_What this task involves:_ Lift out, unaltered, the lines of the material below between the line holding "self.cleanup_expired().await;" and the line holding "with wildcard headers", counting both.

(Supplied records)

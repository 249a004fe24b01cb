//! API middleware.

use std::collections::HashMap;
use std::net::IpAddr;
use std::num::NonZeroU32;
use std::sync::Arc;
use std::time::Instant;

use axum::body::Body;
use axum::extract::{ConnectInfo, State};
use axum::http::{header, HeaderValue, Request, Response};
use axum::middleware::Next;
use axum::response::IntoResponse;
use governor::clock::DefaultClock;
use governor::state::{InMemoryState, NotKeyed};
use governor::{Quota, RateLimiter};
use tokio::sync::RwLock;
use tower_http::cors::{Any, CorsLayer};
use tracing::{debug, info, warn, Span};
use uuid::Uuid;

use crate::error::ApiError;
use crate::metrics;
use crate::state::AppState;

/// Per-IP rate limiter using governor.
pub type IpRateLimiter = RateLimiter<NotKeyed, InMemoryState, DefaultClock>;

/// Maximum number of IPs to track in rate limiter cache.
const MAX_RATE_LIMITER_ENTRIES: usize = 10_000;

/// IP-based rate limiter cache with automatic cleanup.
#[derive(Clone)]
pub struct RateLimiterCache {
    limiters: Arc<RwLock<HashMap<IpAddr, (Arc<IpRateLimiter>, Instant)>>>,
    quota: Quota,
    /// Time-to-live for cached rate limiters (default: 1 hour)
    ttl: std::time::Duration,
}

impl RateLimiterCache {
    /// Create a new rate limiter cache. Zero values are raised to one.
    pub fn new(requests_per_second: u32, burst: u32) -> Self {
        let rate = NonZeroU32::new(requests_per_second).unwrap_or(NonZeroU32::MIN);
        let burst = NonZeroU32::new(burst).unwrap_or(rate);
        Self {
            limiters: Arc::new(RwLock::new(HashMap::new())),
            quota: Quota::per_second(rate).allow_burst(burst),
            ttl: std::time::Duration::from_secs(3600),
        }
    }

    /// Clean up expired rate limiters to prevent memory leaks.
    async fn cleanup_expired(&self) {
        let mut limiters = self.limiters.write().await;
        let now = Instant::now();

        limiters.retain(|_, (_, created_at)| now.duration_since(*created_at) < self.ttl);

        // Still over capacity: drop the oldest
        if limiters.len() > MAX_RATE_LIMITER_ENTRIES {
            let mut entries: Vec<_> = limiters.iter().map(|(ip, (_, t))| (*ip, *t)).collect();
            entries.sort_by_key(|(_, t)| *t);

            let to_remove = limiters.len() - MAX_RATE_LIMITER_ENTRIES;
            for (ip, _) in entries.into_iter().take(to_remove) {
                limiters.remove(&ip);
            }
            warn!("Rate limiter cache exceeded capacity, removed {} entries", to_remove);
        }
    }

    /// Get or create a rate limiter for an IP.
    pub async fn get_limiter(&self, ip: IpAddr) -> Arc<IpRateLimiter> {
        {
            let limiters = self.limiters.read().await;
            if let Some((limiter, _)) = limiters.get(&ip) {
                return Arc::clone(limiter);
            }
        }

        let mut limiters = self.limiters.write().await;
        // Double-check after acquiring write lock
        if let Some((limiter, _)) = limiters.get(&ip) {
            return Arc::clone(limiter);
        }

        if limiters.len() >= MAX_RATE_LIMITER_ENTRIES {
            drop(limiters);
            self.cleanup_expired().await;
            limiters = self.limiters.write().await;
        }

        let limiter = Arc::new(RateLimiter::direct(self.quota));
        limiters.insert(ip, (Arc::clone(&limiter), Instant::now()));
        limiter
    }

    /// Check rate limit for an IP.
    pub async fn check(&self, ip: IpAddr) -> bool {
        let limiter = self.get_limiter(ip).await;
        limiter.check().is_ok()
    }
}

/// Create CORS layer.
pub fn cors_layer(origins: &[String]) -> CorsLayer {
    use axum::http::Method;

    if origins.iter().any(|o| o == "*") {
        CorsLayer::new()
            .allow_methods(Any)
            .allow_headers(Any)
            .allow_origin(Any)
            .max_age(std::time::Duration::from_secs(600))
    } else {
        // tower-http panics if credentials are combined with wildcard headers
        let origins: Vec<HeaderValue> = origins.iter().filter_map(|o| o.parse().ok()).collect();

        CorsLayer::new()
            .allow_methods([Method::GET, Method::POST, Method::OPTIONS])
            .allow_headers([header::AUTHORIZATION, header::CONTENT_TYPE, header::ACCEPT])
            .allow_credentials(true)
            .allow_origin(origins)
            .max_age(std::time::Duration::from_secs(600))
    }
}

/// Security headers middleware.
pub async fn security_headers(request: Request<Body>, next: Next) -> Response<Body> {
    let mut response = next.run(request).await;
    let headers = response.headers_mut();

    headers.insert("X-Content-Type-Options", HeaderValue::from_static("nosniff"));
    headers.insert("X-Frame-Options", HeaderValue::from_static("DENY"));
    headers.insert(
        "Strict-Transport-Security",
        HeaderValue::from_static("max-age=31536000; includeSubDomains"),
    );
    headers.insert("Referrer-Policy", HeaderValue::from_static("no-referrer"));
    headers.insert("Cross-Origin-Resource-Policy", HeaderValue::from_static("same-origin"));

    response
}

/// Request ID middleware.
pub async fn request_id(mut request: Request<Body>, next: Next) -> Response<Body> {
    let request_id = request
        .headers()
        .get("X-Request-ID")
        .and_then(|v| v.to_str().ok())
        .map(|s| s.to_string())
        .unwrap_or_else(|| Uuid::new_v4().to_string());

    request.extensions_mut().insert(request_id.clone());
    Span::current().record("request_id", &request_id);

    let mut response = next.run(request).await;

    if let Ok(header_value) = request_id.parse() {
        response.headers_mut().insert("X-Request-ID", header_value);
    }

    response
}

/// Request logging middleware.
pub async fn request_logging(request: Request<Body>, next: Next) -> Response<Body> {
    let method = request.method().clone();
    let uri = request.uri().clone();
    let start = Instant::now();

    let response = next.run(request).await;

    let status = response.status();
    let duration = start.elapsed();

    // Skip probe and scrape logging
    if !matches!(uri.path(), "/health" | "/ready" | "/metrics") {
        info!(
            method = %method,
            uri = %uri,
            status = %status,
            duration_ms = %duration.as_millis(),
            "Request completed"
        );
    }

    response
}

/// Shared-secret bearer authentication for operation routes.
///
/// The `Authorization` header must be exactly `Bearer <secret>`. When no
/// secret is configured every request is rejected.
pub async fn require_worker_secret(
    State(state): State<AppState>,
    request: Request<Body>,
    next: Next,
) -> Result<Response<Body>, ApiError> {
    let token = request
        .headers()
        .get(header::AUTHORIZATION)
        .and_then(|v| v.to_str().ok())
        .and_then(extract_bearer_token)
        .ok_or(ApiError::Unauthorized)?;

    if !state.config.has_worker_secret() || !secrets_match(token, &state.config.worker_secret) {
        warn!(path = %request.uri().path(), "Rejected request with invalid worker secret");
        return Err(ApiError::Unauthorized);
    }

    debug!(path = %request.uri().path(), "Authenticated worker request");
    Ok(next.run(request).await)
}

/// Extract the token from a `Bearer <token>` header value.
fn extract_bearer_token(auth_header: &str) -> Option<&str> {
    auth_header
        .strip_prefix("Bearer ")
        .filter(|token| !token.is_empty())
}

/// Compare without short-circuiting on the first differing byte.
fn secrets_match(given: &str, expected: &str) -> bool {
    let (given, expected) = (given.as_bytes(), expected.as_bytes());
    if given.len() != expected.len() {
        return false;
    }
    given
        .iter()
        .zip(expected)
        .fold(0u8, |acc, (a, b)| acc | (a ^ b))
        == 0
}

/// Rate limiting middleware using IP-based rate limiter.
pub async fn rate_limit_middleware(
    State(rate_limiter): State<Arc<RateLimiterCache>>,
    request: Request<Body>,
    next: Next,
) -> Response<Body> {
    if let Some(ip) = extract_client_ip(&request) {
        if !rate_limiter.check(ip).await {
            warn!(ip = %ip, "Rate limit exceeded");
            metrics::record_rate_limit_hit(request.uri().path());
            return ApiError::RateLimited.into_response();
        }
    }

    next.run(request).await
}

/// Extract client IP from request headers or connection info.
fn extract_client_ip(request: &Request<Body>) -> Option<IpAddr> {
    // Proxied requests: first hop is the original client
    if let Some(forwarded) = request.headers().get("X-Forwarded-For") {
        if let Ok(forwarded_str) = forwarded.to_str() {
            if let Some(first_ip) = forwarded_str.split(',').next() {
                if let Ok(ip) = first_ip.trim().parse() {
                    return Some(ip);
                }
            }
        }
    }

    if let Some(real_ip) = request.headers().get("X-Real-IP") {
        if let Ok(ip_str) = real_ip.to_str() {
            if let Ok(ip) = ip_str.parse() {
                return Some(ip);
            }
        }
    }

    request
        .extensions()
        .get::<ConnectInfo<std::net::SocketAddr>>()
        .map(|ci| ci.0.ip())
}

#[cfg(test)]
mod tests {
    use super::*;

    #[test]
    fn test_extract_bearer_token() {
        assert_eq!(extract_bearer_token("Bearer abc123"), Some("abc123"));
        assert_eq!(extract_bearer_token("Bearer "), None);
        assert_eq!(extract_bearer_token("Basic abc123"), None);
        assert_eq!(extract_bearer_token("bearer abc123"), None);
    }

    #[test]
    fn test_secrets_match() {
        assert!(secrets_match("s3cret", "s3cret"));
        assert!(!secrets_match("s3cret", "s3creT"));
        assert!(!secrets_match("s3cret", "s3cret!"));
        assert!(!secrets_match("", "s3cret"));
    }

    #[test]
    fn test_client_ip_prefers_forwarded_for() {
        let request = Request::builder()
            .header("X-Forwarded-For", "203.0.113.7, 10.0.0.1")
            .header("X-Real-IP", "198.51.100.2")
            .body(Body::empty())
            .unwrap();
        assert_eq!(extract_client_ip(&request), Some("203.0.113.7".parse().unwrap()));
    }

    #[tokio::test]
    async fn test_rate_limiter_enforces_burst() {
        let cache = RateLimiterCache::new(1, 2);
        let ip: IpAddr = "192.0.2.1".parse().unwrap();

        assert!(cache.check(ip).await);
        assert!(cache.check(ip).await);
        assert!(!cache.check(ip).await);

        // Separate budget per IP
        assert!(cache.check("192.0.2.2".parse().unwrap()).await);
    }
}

(End Supplied records)

_Solved exercise:_
            self.cleanup_expired().await;
            limiters = self.limiters.write().await;
        }

        let limiter = Arc::new(RateLimiter::direct(self.quota));
        limiters.insert(ip, (Arc::clone(&limiter), Instant::now()));
        limiter
    }

    /// Check rate limit for an IP.
    pub async fn check(&self, ip: IpAddr) -> bool {
        let limiter = self.get_limiter(ip).await;
        limiter.check().is_ok()
    }
}

/// Create CORS layer.
pub fn cors_layer(origins: &[String]) -> CorsLayer {
    use axum::http::Method;

    if origins.iter().any(|o| o == "*") {
        CorsLayer::new()
            .allow_methods(Any)
            .allow_headers(Any)
            .allow_origin(Any)
            .max_age(std::time::Duration::from_secs(600))
    } else {
        // tower-http panics if credentials are combined with wildcard headers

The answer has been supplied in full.